> **What the exercise asks**
Among the entries below, only the lines starting at the one with "is single-threaded only." and ending at the one with "let misalign = brk", both included, are to be printed exactly.

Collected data
_ _ _ _

use std::ptr;

use segalloc::{Region, SbrkRegion, SegListAllocator};

/// Prints the allocator's view of the heap: how much it holds, how much
/// of that is free, and how the blocks split between used and free.
fn print_heap_state(
  label: &str,
  allocator: &SegListAllocator<SbrkRegion>,
) {
  let stats = allocator.stats();
  println!(
    "[{}] heap = {} bytes ({:?}..{:?}), free = {} bytes in {} block(s), {} allocated block(s)",
    label,
    stats.heap_bytes,
    allocator.region().low(),
    allocator.region().high(),
    stats.free_bytes,
    stats.free_blocks,
    stats.allocated_blocks,
  );
}

fn main() {
  // The allocator over the program break. Nothing is acquired until the
  // first allocation lays out the initial heap.
  let mut allocator = SegListAllocator::new(SbrkRegion::new());

  unsafe {
    // --------------------------------------------------------------------
    // 1) Allocate 24 bytes. The first call bootstraps the heap: one
    //    4 KiB chunk with the sentinel blocks at both ends.
    // --------------------------------------------------------------------
    let first = allocator.allocate(24);
    println!("\n[1] Allocate 24 bytes -> {:?}", first);
    print_heap_state("1", &allocator);

    // Write something into the allocated memory to show it's usable.
    ptr::write_bytes(first, 0xAB, 24);
    println!("[1] Initialized the block with 0xAB");

    // --------------------------------------------------------------------
    // 2) Allocate a few more blocks of different size classes.
    // --------------------------------------------------------------------
    let second = allocator.allocate(100);
    let third = allocator.allocate(500);
    println!("\n[2] Allocate 100 bytes -> {:?}, 500 bytes -> {:?}", second, third);
    print_heap_state("2", &allocator);

    // --------------------------------------------------------------------
    // 3) Release the middle block and allocate 100 again: the freed
    //    block comes straight back out of its bucket.
    // --------------------------------------------------------------------
    allocator.release(second);
    let again = allocator.allocate(100);
    println!(
      "\n[3] Released and re-allocated 100 bytes -> {:?} ({})",
      again,
      if again == second {
        "reused the freed block"
      } else {
        "placed elsewhere"
      }
    );
    print_heap_state("3", &allocator);

    // --------------------------------------------------------------------
    // 4) Zero-allocate an array of 16 × 8 bytes and verify the zeroing.
    // --------------------------------------------------------------------
    let zeroed = allocator.zero_allocate(16, 8);
    let all_zero = (0..128).all(|i| zeroed.add(i).read() == 0);
    println!("\n[4] zero_allocate(16, 8) -> {:?}, payload all zero: {}", zeroed, all_zero);

    // --------------------------------------------------------------------
    // 5) Grow the first block with reallocate; the prefix survives the
    //    move.
    // --------------------------------------------------------------------
    let grown = allocator.reallocate(first, 200);
    println!(
      "\n[5] reallocate(first, 200) -> {:?}, first byte still 0x{:02X}",
      grown,
      grown.read()
    );
    print_heap_state("5", &allocator);

    // --------------------------------------------------------------------
    // 6) Allocate something larger than the remaining space to force a
    //    heap extension.
    // --------------------------------------------------------------------
    let big = allocator.allocate(64 * 1024);
    println!("\n[6] Allocate 64 KiB -> {:?}", big);
    print_heap_state("6", &allocator);

    // --------------------------------------------------------------------
    // 7) Release everything. Coalescing folds the heap back into a
    //    handful of free blocks, and the checker confirms the
    //    invariants held up.
    // --------------------------------------------------------------------
    allocator.release(third);
    allocator.release(again);
    allocator.release(zeroed);
    allocator.release(grown);
    allocator.release(big);
    print_heap_state("7", &allocator);
    match allocator.check_heap() {
      Ok(()) => println!("[7] heap check passed"),
      Err(violation) => println!("[7] heap check FAILED: {:?}", violation),
    }
  }
}
//! Heap-region providers.
//!
//! The allocator manages blocks inside one contiguous byte region that only
//! ever grows at its high end. Where that region comes from is behind the
//! [`Region`] trait: [`SbrkRegion`] extends the program's data segment with
//! the `sbrk` system call, and [`ArenaRegion`] hands out suffixes of a
//! fixed-capacity buffer, which keeps tests deterministic and lets the
//! allocator run inside a pre-carved memory range.
//!
//! ```text
//!   low()                                high()
//!    │                                     │
//!    ▼                                     ▼
//!   ┌─────────────────────────────────────┐
//!   │        region bytes so far          │ ← grow(n) appends here
//!   └─────────────────────────────────────┘
//! ```

use std::ptr;

use libc::{c_void, intptr_t, sbrk};

use crate::align::ALIGNMENT;

/// A contiguous, grow-only byte region.
///
/// Implementations must return extensions that are contiguous with the
/// bytes handed out before, and the first `grow` must return an address
/// aligned to [`ALIGNMENT`] — every block address in the heap inherits its
/// alignment from that base.
pub trait Region {
  /// Grows the region by `bytes` at its high end and returns the address
  /// of the newly appended bytes, or `None` if the provider refuses.
  fn grow(&mut self, bytes: usize) -> Option<*mut u8>;

  /// Low address of the region. Fixed after the first successful `grow`;
  /// null before it.
  fn low(&self) -> *mut u8;

  /// One past the current high address of the region.
  fn high(&self) -> *mut u8;
}

/// A region that grows the program's data segment via `sbrk(2)`.
///
/// The program break is aligned to [`ALIGNMENT`] before the first
/// extension, so the base satisfies the alignment contract of [`Region`].
///
/// # Caveats
///
/// Extensions are contiguous only as long as nothing else moves the
/// program break: this provider must be the sole `sbrk` caller in the
/// process, and it is single-threaded only.
pub struct SbrkRegion {
  base: *mut u8,
  len: usize,
}

impl SbrkRegion {
  pub fn new() -> Self {
    Self {
      base: ptr::null_mut(),
      len: 0,
    }
  }
}

impl Region for SbrkRegion {
  fn grow(&mut self, bytes: usize) -> Option<*mut u8> {
    let increment = intptr_t::try_from(bytes).ok()?;

    unsafe {
      if self.base.is_null() {
        // Align the break before the first extension so every block
        // address inherits the doubleword alignment.
        let brk = sbrk(0);
        if brk == usize::MAX as *mut c_void {
          return None;
        }
        let misalign = brk as usize % ALIGNMENT;
        if misalign != 0 && sbrk((ALIGNMENT - misalign) as intptr_t) == usize::MAX as *mut c_void {
          return None;
        }
      }

      // sbrk returns the OLD program break, i.e. the start of the new bytes,
      // and (void*)-1 on failure.
      let old = sbrk(increment);
      if old == usize::MAX as *mut c_void {
        return None;
      }

      if self.base.is_null() {
        self.base = old as *mut u8;
      }
      self.len += bytes;

      Some(old as *mut u8)
    }
  }

  fn low(&self) -> *mut u8 {
    self.base
  }

  fn high(&self) -> *mut u8 {
    if self.base.is_null() {
      return ptr::null_mut();
    }
    unsafe { self.base.add(self.len) }
  }
}

/// A region backed by a fixed-capacity buffer owned by the provider.
///
/// `grow` hands out consecutive suffixes of the buffer and refuses once
/// the capacity is exhausted, which makes out-of-memory behavior easy to
/// exercise. The backing store is a `Box<[u64]>`, so the base address is
/// aligned to [`ALIGNMENT`] and stable for the provider's lifetime.
pub struct ArenaRegion {
  buf: Box<[u64]>,
  len: usize,
}

impl ArenaRegion {
  /// Creates a region with a fixed capacity of `bytes`, rounded up to the
  /// doubleword granule.
  pub fn with_capacity(bytes: usize) -> Self {
    let words = bytes.div_ceil(ALIGNMENT);
    Self {
      buf: vec![0u64; words].into_boxed_slice(),
      len: 0,
    }
  }

  /// Total bytes this region can ever hand out.
  pub fn capacity(&self) -> usize {
    self.buf.len() * ALIGNMENT
  }
}

impl Region for ArenaRegion {
  fn grow(&mut self, bytes: usize) -> Option<*mut u8> {
    if bytes > self.capacity() - self.len {
      return None;
    }
    let at = unsafe { self.buf.as_mut_ptr().cast::<u8>().add(self.len) };
    self.len += bytes;
    Some(at)
  }

  fn low(&self) -> *mut u8 {
    self.buf.as_ptr().cast::<u8>().cast_mut()
  }

  fn high(&self) -> *mut u8 {
    unsafe { self.low().add(self.len) }
  }
}
//! Typed identifier newtypes for store-keyed records.
//!
//! Lights, profiles, and rules are keyed by the integer primary key the
//! persistent store assigns. Callbacks are identified by the UUID the host
//! platform hands out when a sensor module registers.

use std::fmt;
use std::num::ParseIntError;
use std::str::FromStr;

use serde::{Deserialize, Serialize};

macro_rules! define_id {
    ($(#[doc = $doc:expr])* $name:ident) => {
        $(#[doc = $doc])*
        #[derive(
            Debug, Clone, Copy, PartialEq, Eq, Hash, PartialOrd, Ord, Serialize, Deserialize,
        )]
        #[serde(transparent)]
        pub struct $name(i64);

        impl $name {
            /// Wrap a store-assigned integer key.
            #[must_use]
            pub fn from_i64(value: i64) -> Self {
                Self(value)
            }

            /// Access the inner integer key.
            #[must_use]
            pub fn as_i64(self) -> i64 {
                self.0
            }
        }

        impl fmt::Display for $name {
            fn fmt(&self, f: &mut fmt::Formatter<'_>) -> fmt::Result {
                self.0.fmt(f)
            }
        }

        impl FromStr for $name {
            type Err = ParseIntError;

            fn from_str(s: &str) -> Result<Self, Self::Err> {
                s.parse().map(Self)
            }
        }
    };
}

define_id!(
    /// Unique identifier for a [`Light`](crate::light::Light).
    LightId
);

define_id!(
    /// Unique identifier for a [`Profile`](crate::profile::Profile).
    ProfileId
);

define_id!(
    /// Unique identifier for a [`Rule`](crate::rule::Rule).
    RuleId
);

/// Identifier of an external sensor/module event source.
///
/// Callback identifiers are minted by the host platform, not by the store;
/// lumen only records which rules listen to which callback.
#[derive(Debug, Clone, Copy, PartialEq, Eq, Hash, Serialize, Deserialize)]
#[serde(transparent)]
pub struct CallbackId(uuid::Uuid);

impl Default for CallbackId {
    fn default() -> Self {
        Self(uuid::Uuid::new_v4())
    }
}

impl CallbackId {
    /// Generate a new random identifier.
    #[must_use]
    pub fn new() -> Self {
        Self::default()
    }

    /// Wrap an existing UUID.
    #[must_use]
    pub fn from_uuid(uuid: uuid::Uuid) -> Self {
        Self(uuid)
    }

    /// Access the inner UUID.
    #[must_use]
    pub fn as_uuid(self) -> uuid::Uuid {
        self.0
    }
}

impl fmt::Display for CallbackId {
    fn fmt(&self, f: &mut fmt::Formatter<'_>) -> fmt::Result {
        self.0.fmt(f)
    }
}

impl FromStr for CallbackId {
    type Err = uuid::Error;

    fn from_str(s: &str) -> Result<Self, Self::Err> {
        uuid::Uuid::parse_str(s).map(Self)
    }
}
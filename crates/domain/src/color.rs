//! Colors — symbolic rule colors and their concrete light values.
//!
//! Rules store a symbolic color name. Resolution maps it to a concrete
//! hue/saturation/brightness triple: named hues at a muted saturation,
//! white at zero saturation. Parsing is deliberately lenient — input is
//! trimmed, case is ignored, and anything unrecognized falls back to
//! [`RuleColor::White`] rather than erroring. Policy changes go through
//! [`RuleColor::parse`] alone.

use serde::{Deserialize, Serialize};

/// Saturation applied to every named hue.
const ACCENT_SATURATION: f32 = 0.4;

/// Symbolic color carried by a rule.
#[derive(Debug, Clone, Copy, Default, PartialEq, Eq, Hash, Serialize, Deserialize)]
pub enum RuleColor {
    Red,
    Orange,
    Yellow,
    Green,
    Blue,
    Purple,
    #[default]
    White,
}

impl RuleColor {
    /// Parse a stored color name, trimmed and case-insensitive.
    ///
    /// Unrecognized or empty input maps to [`RuleColor::White`].
    #[must_use]
    pub fn parse(input: &str) -> Self {
        match input.trim().to_ascii_lowercase().as_str() {
            "red" => Self::Red,
            "orange" => Self::Orange,
            "yellow" => Self::Yellow,
            "green" => Self::Green,
            "blue" => Self::Blue,
            "purple" => Self::Purple,
            _ => Self::White,
        }
    }

    /// Canonical name as stored in the rule record.
    #[must_use]
    pub fn as_str(self) -> &'static str {
        match self {
            Self::Red => "Red",
            Self::Orange => "Orange",
            Self::Yellow => "Yellow",
            Self::Green => "Green",
            Self::Blue => "Blue",
            Self::Purple => "Purple",
            Self::White => "White",
        }
    }

    /// Resolve to the concrete color sent to the light control port.
    #[must_use]
    pub fn resolve(self) -> LightColor {
        match self {
            Self::Red => LightColor::hue(0),
            Self::Orange => LightColor::hue(36),
            Self::Yellow => LightColor::hue(60),
            Self::Green => LightColor::hue(120),
            Self::Blue => LightColor::hue(250),
            Self::Purple => LightColor::hue(280),
            Self::White => LightColor::white(),
        }
    }
}

impl std::fmt::Display for RuleColor {
    fn fmt(&self, f: &mut std::fmt::Formatter<'_>) -> std::fmt::Result {
        f.write_str(self.as_str())
    }
}

/// Concrete color value addressed to a bulb.
#[derive(Debug, Clone, Copy, PartialEq, Serialize, Deserialize)]
pub struct LightColor {
    /// Hue in degrees, `[0, 360)`.
    pub hue: u16,
    /// Saturation, `0.0..=1.0`; `0.0` is white.
    pub saturation: f32,
    /// Brightness, `0.0..=1.0`.
    pub brightness: f32,
}

impl LightColor {
    /// A named hue at the muted accent saturation, full brightness.
    #[must_use]
    pub fn hue(hue: u16) -> Self {
        Self {
            hue,
            saturation: ACCENT_SATURATION,
            brightness: 1.0,
        }
    }

    /// Full white: zero saturation, full brightness.
    #[must_use]
    pub fn white() -> Self {
        Self {
            hue: 0,
            saturation: 0.0,
            brightness: 1.0,
        }
    }
}
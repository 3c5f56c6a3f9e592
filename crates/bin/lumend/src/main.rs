//! # lumend — lumen daemon
//!
//! Composition root that wires the adapters together and runs the engine.
//!
//! ## Responsibilities
//! - Load configuration (`lumen.toml` + env vars)
//! - Initialize the `SQLite` connection pool and run migrations
//! - Construct repository implementations (adapters)
//! - Import discovered bulbs into the light registry
//! - Start the callback intake and the decay ticker
//! - Handle graceful shutdown (SIGINT)
//!
//! The callback bus held here is the seam where the host platform's event
//! dispatch plugs in; nothing inside this process publishes to it.
//!
//! ## Dependency rule
//! This is the **only** crate that depends on all other crates.
//! It is the wiring layer — no domain logic belongs here.

mod config;

use std::sync::Arc;
use std::time::Duration;

use lumen_adapter_storage_sqlite_sqlx::{
    Config as DbConfig, SqliteLightRepository, SqliteProfileStore, SqliteRuleRepository,
};
use lumen_adapter_virtual::VirtualLightControl;
use lumen_app::callback_bus::CallbackBus;
use lumen_app::decay::DecayTicker;
use lumen_app::engine::LightingEngine;
use lumen_app::intake::CallbackIntake;
use lumen_app::services::light_service::LightService;

use config::Config;

#[tokio::main]
async fn main() -> anyhow::Result<()> {
    let config = Config::load()?;

    tracing_subscriber::fmt()
        .with_env_filter(tracing_subscriber::EnvFilter::new(&config.logging.filter))
        .init();

    // Database
    let db = DbConfig {
        database_url: config.database_url().to_string(),
    }
    .build()
    .await?;
    let pool = db.pool().clone();

    // Device backend, shared between the engine and the light service
    let control = Arc::new(VirtualLightControl::with_labels(
        config.lights.labels.iter().cloned(),
    ));

    // Register every discovered bulb that isn't in the store yet
    let light_service = LightService::new(
        SqliteLightRepository::new(pool.clone()),
        Arc::clone(&control),
    );
    let imported = light_service.import_discovered().await?;
    tracing::info!(count = imported.len(), "imported discovered lights");

    // Engine
    let engine = Arc::new(LightingEngine::new(
        SqliteRuleRepository::new(pool.clone()),
        SqliteLightRepository::new(pool.clone()),
        SqliteProfileStore::new(pool),
        Arc::clone(&control),
    ));

    // Background tasks
    let bus = CallbackBus::new(256);
    let intake = CallbackIntake::start(Arc::clone(&engine), bus.subscribe());
    let decay = DecayTicker::start(
        Arc::clone(&engine),
        Duration::from_secs(config.decay.period_secs),
    );

    tracing::info!(
        decay_period_secs = config.decay.period_secs,
        "lumend running"
    );

    tokio::signal::ctrl_c().await?;
    tracing::info!("shutting down");

    intake.abort();
    decay.abort();

    Ok(())
}
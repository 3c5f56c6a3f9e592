//! Common error types used across the workspace.
//!
//! Each layer defines its own typed errors and converts into [`LumenError`]
//! via `#[from]` or the boxed `Storage`/`Device` variants. Validation and
//! not-found are plain values; storage and device failures wrap whatever the
//! adapter produced.

/// Top-level error for the lumen core.
#[derive(Debug, thiserror::Error)]
pub enum LumenError {
    /// A domain invariant was violated by administrative input.
    #[error(transparent)]
    Validation(#[from] ValidationError),

    /// A referenced record does not exist.
    #[error(transparent)]
    NotFound(#[from] NotFoundError),

    /// The persistent store failed.
    #[error("storage error")]
    Storage(#[source] Box<dyn std::error::Error + Send + Sync>),

    /// A light control command failed.
    #[error("device error")]
    Device(#[source] Box<dyn std::error::Error + Send + Sync>),
}

/// Domain invariant violations, rejected at the administrative boundary.
#[derive(Debug, PartialEq, Eq, thiserror::Error)]
pub enum ValidationError {
    #[error("name must not be empty")]
    EmptyName,

    #[error("light label must not be empty")]
    EmptyLabel,

    #[error("credit must be -1, 0, or a positive minute count, got {0}")]
    InvalidCredit(i64),

    #[error("time of day must be below 86400 seconds, got {0}")]
    InvalidTimeOfDay(u32),

    #[error("rule needs a time window")]
    MissingWindow,

    #[error("rule needs at least one light")]
    NoLights,

    #[error("rule needs at least one callback")]
    NoCallbacks,
}

/// A lookup by identifier found nothing.
#[derive(Debug, PartialEq, Eq, thiserror::Error)]
#[error("{entity} {id} not found")]
pub struct NotFoundError {
    /// Kind of record that was looked up (e.g. `"Light"`).
    pub entity: &'static str,
    /// The identifier that missed, rendered as text.
    pub id: String,
}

_ _ _ _

> **Result of the exercise**
/// process, and it is single-threaded only.
pub struct SbrkRegion {
  base: *mut u8,
  len: usize,
}

impl SbrkRegion {
  pub fn new() -> Self {
    Self {
      base: ptr::null_mut(),
      len: 0,
    }
  }
}

impl Region for SbrkRegion {
  fn grow(&mut self, bytes: usize) -> Option<*mut u8> {
    let increment = intptr_t::try_from(bytes).ok()?;

    unsafe {
      if self.base.is_null() {
        // Align the break before the first extension so every block
        // address inherits the doubleword alignment.
        let brk = sbrk(0);
        if brk == usize::MAX as *mut c_void {
          return None;
        }
        let misalign = brk as usize % ALIGNMENT;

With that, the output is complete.